» What this task involves: Return, in their exact form, the lines that lie between the start of the data below and the line containing "queries filter on.", with both ends included.

[Record extracts Boundary: Start]

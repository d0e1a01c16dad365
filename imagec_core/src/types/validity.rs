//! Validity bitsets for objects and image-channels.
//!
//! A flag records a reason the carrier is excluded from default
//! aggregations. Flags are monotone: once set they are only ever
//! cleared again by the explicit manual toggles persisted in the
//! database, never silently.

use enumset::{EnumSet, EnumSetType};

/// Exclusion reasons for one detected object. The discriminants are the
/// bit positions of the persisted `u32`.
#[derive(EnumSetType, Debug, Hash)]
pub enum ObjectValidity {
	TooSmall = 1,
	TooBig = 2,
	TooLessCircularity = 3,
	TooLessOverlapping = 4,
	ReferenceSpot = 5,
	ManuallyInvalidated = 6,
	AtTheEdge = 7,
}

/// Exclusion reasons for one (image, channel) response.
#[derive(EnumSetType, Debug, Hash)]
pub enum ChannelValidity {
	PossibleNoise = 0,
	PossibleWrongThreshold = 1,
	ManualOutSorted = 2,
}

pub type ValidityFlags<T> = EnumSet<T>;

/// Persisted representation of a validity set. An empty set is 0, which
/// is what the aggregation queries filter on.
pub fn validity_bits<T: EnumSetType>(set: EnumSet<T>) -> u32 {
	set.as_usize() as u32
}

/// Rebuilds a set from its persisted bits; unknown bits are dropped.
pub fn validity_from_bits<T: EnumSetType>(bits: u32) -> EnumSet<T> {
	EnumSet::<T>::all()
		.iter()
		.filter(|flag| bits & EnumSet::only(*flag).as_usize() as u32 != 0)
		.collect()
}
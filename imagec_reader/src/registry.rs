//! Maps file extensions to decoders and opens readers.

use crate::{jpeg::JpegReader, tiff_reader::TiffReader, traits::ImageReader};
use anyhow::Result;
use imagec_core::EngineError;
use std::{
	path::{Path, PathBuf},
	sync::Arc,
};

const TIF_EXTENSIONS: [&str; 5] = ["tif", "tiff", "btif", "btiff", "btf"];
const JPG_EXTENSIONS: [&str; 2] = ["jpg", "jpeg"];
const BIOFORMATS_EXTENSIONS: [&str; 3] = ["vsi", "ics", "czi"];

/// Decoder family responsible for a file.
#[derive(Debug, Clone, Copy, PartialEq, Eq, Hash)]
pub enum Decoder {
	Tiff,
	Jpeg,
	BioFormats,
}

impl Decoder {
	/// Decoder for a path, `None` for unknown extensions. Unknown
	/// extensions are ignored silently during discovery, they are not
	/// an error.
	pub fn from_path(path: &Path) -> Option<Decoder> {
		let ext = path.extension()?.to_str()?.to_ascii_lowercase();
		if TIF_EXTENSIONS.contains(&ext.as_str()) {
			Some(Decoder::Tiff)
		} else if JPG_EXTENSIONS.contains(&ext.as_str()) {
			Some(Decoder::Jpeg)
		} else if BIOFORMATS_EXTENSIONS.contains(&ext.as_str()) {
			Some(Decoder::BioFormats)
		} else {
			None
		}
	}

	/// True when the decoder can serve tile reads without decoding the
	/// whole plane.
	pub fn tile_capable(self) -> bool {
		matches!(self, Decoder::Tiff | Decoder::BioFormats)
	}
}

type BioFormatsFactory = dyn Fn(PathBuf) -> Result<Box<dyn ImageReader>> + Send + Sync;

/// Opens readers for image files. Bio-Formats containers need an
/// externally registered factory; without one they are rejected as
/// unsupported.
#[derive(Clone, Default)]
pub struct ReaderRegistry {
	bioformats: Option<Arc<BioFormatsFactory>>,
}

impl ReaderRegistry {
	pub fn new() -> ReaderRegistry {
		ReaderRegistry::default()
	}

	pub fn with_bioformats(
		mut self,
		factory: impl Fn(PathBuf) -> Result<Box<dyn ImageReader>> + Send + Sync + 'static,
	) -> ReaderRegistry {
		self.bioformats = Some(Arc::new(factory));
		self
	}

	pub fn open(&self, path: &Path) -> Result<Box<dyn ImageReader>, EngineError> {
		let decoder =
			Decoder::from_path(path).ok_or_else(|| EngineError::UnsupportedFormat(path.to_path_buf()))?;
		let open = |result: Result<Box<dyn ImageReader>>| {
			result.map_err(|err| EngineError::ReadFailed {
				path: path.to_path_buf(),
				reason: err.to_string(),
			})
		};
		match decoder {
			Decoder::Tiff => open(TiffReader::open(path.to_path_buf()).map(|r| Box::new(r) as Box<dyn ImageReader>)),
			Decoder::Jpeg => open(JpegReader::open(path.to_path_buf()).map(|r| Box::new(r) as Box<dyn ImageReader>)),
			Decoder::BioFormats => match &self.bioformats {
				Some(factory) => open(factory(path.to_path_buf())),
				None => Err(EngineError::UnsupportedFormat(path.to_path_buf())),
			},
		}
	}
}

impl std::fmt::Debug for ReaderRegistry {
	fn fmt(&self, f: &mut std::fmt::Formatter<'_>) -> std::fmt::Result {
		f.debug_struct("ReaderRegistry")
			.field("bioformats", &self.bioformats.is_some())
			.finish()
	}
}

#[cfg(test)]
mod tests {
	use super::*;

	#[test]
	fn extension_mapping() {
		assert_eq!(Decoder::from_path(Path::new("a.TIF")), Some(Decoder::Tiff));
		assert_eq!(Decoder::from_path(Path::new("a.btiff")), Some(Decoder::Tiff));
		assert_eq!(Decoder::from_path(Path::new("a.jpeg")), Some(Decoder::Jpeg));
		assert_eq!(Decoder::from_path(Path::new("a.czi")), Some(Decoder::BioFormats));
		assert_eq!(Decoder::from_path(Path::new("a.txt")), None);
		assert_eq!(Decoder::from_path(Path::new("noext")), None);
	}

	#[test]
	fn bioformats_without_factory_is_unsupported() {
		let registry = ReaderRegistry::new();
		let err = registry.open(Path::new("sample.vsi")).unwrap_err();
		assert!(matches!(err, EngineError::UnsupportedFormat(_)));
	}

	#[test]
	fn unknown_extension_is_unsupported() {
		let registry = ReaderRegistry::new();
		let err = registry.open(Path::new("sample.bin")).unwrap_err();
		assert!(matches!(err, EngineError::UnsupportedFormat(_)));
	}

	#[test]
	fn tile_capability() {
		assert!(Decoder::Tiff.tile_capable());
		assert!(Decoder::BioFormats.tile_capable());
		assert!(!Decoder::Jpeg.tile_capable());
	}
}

[Record extracts Boundary: End]

» Exercise result:
repository d0e1a01c16dad365
filename imagec_core/src/types/validity.rs
//! Validity bitsets for objects and image-channels.
//!
//! A flag records a reason the carrier is excluded from default
//! aggregations. Flags are monotone: once set they are only ever
//! cleared again by the explicit manual toggles persisted in the
//! database, never silently.

use enumset::{EnumSet, EnumSetType};

/// Exclusion reasons for one detected object. The discriminants are the
/// bit positions of the persisted `u32`.
#[derive(EnumSetType, Debug, Hash)]
pub enum ObjectValidity {
	TooSmall = 1,
	TooBig = 2,
	TooLessCircularity = 3,
	TooLessOverlapping = 4,
	ReferenceSpot = 5,
	ManuallyInvalidated = 6,
	AtTheEdge = 7,
}

/// Exclusion reasons for one (image, channel) response.
#[derive(EnumSetType, Debug, Hash)]
pub enum ChannelValidity {
	PossibleNoise = 0,
	PossibleWrongThreshold = 1,
	ManualOutSorted = 2,
}

pub type ValidityFlags<T> = EnumSet<T>;

/// Persisted representation of a validity set. An empty set is 0, which
/// is what the aggregation queries filter on.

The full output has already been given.